◆ **Task item**
However many lines the data holds, transcribe them all exactly.

[Stored data]
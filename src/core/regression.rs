use linfa::prelude::*;
use linfa_linear::{LinearError, LinearRegression as OrdinaryLeastSquares};
use ndarray::{concatenate, Array1, Array2, Axis};
use thiserror::Error;

/// Ridge penalty, relative to the mean diagonal of X'X, used when the
/// plain least-squares fit is singular
const RIDGE_FALLBACK: f64 = 1e-8;

#[derive(Debug, Clone, PartialEq, Error)]
pub enum RegressionError {
    #[error("No training rows")]
    Empty,

    #[error("Row {row} has {found} features, expected {expected}")]
    DimensionMismatch { row: usize, expected: usize, found: usize },

    #[error("Targets and rows differ in length ({targets} vs {rows})")]
    TargetMismatch { targets: usize, rows: usize },

    #[error("Least squares fit failed: {0}")]
    Fit(String),
}

impl From<LinearError<f64>> for RegressionError {
    fn from(err: LinearError<f64>) -> Self {
        RegressionError::Fit(err.to_string())
    }
}

impl From<ndarray::ShapeError> for RegressionError {
    fn from(err: ndarray::ShapeError) -> Self {
        RegressionError::Fit(err.to_string())
    }
}

/// Ordinary least squares with an intercept
#[derive(Debug, Clone, PartialEq)]
pub struct LinearRegression {
    pub intercept: f64,
    pub coefficients: Vec<f64>,
}

impl LinearRegression {
    /// Fit through linfa's ordinary least squares.
    ///
    /// Collinear or under-determined inputs retry with a tiny ridge
    /// penalty so a prediction is still available.
    pub fn fit(x: &[Vec<f64>], y: &[f64]) -> Result<Self, RegressionError> {
        let n = x.len();
        if n == 0 {
            return Err(RegressionError::Empty);
        }
        if y.len() != n {
            return Err(RegressionError::TargetMismatch { targets: y.len(), rows: n });
        }
        let p = x[0].len();
        if let Some((row, r)) = x.iter().enumerate().find(|(_, r)| r.len() != p) {
            return Err(RegressionError::DimensionMismatch { row, expected: p, found: r.len() });
        }

        let records = Array2::from_shape_vec((n, p), x.iter().flatten().copied().collect())?;
        let targets = Array1::from(y.to_vec());

        let plain = OrdinaryLeastSquares::new()
            .fit(&Dataset::new(records.clone(), targets.clone()))
            .map(|fitted| Self {
                intercept: fitted.intercept(),
                coefficients: fitted.params().to_vec(),
            });

        match plain {
            Ok(model) if model.is_finite() => Ok(model),
            Ok(_) => Self::fit_ridge(records, targets),
            Err(e) => {
                tracing::debug!("Least squares fit failed ({}), retrying with ridge", e);
                Self::fit_ridge(records, targets)
            }
        }
    }

    /// Ridge on centered data, expressed as least squares over rows
    /// augmented with `sqrt(lambda) * I` and zero targets
    fn fit_ridge(records: Array2<f64>, targets: Array1<f64>) -> Result<Self, RegressionError> {
        let p = records.ncols();
        let x_mean = records.mean_axis(Axis(0)).ok_or(RegressionError::Empty)?;
        let y_mean = targets.mean().ok_or(RegressionError::Empty)?;

        let centered = &records - &x_mean;
        let mean_diag = centered.mapv(|v| v * v).sum() / p.max(1) as f64;
        let lambda = RIDGE_FALLBACK * mean_diag.max(1.0);
        tracing::debug!("Fitting ridge with lambda {}", lambda);

        let penalty = Array2::<f64>::eye(p) * lambda.sqrt();
        let augmented = concatenate(Axis(0), &[centered.view(), penalty.view()])?;
        let centered_targets = &targets - y_mean;
        let zeros = Array1::<f64>::zeros(p);
        let augmented_targets = concatenate(Axis(0), &[centered_targets.view(), zeros.view()])?;

        let fitted = OrdinaryLeastSquares::new()
            .with_intercept(false)
            .fit(&Dataset::new(augmented, augmented_targets))?;

        let model = Self {
            intercept: y_mean - x_mean.dot(fitted.params()),
            coefficients: fitted.params().to_vec(),
        };
        if model.is_finite() {
            Ok(model)
        } else {
            Err(RegressionError::Fit("non-finite coefficients".to_string()))
        }
    }

    fn is_finite(&self) -> bool {
        self.intercept.is_finite() && self.coefficients.iter().all(|c| c.is_finite())
    }

    pub fn predict(&self, features: &[f64]) -> f64 {
        self.intercept
            + self
                .coefficients
                .iter()
                .zip(features)
                .map(|(b, v)| b * v)
                .sum::<f64>()
    }
}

◆ **Written answer**
filename src/core/regression.rs
use linfa::prelude::*;
use linfa_linear::{LinearError, LinearRegression as OrdinaryLeastSquares};
use ndarray::{concatenate, Array1, Array2, Axis};
use thiserror::Error;

/// Ridge penalty, relative to the mean diagonal of X'X, used when the
/// plain least-squares fit is singular
const RIDGE_FALLBACK: f64 = 1e-8;

#[derive(Debug, Clone, PartialEq, Error)]
pub enum RegressionError {
    #[error("No training rows")]
    Empty,

    #[error("Row {row} has {found} features, expected {expected}")]
    DimensionMismatch { row: usize, expected: usize, found: usize },

    #[error("Targets and rows differ in length ({targets} vs {rows})")]
    TargetMismatch { targets: usize, rows: usize },

    #[error("Least squares fit failed: {0}")]
    Fit(String),
}

impl From<LinearError<f64>> for RegressionError {
    fn from(err: LinearError<f64>) -> Self {
        RegressionError::Fit(err.to_string())
    }
}

impl From<ndarray::ShapeError> for RegressionError {
    fn from(err: ndarray::ShapeError) -> Self {
        RegressionError::Fit(err.to_string())
    }
}

/// Ordinary least squares with an intercept
#[derive(Debug, Clone, PartialEq)]
pub struct LinearRegression {
    pub intercept: f64,
    pub coefficients: Vec<f64>,
}

impl LinearRegression {
    /// Fit through linfa's ordinary least squares.
    ///
    /// Collinear or under-determined inputs retry with a tiny ridge
    /// penalty so a prediction is still available.
    pub fn fit(x: &[Vec<f64>], y: &[f64]) -> Result<Self, RegressionError> {
        let n = x.len();
        if n == 0 {
            return Err(RegressionError::Empty);
        }
        if y.len() != n {
            return Err(RegressionError::TargetMismatch { targets: y.len(), rows: n });
        }
        let p = x[0].len();
        if let Some((row, r)) = x.iter().enumerate().find(|(_, r)| r.len() != p) {
            return Err(RegressionError::DimensionMismatch { row, expected: p, found: r.len() });
        }

        let records = Array2::from_shape_vec((n, p), x.iter().flatten().copied().collect())?;
        let targets = Array1::from(y.to_vec());

        let plain = OrdinaryLeastSquares::new()
            .fit(&Dataset::new(records.clone(), targets.clone()))
            .map(|fitted| Self {
                intercept: fitted.intercept(),
                coefficients: fitted.params().to_vec(),
            });

        match plain {
            Ok(model) if model.is_finite() => Ok(model),
            Ok(_) => Self::fit_ridge(records, targets),
            Err(e) => {
                tracing::debug!("Least squares fit failed ({}), retrying with ridge", e);
                Self::fit_ridge(records, targets)
            }
        }
    }

    /// Ridge on centered data, expressed as least squares over rows
    /// augmented with `sqrt(lambda) * I` and zero targets
    fn fit_ridge(records: Array2<f64>, targets: Array1<f64>) -> Result<Self, RegressionError> {
        let p = records.ncols();
        let x_mean = records.mean_axis(Axis(0)).ok_or(RegressionError::Empty)?;
        let y_mean = targets.mean().ok_or(RegressionError::Empty)?;

        let centered = &records - &x_mean;
        let mean_diag = centered.mapv(|v| v * v).sum() / p.max(1) as f64;
        let lambda = RIDGE_FALLBACK * mean_diag.max(1.0);
        tracing::debug!("Fitting ridge with lambda {}", lambda);

        let penalty = Array2::<f64>::eye(p) * lambda.sqrt();
        let augmented = concatenate(Axis(0), &[centered.view(), penalty.view()])?;
        let centered_targets = &targets - y_mean;
        let zeros = Array1::<f64>::zeros(p);
        let augmented_targets = concatenate(Axis(0), &[centered_targets.view(), zeros.view()])?;

        let fitted = OrdinaryLeastSquares::new()
            .with_intercept(false)
            .fit(&Dataset::new(augmented, augmented_targets))?;

        let model = Self {
            intercept: y_mean - x_mean.dot(fitted.params()),
            coefficients: fitted.params().to_vec(),
        };
        if model.is_finite() {
            Ok(model)
        } else {
            Err(RegressionError::Fit("non-finite coefficients".to_string()))
        }
    }

    fn is_finite(&self) -> bool {
        self.intercept.is_finite() && self.coefficients.iter().all(|c| c.is_finite())
    }

    pub fn predict(&self, features: &[f64]) -> f64 {
        self.intercept
            + self
                .coefficients
                .iter()
                .zip(features)
                .map(|(b, v)| b * v)
                .sum::<f64>()
    }
}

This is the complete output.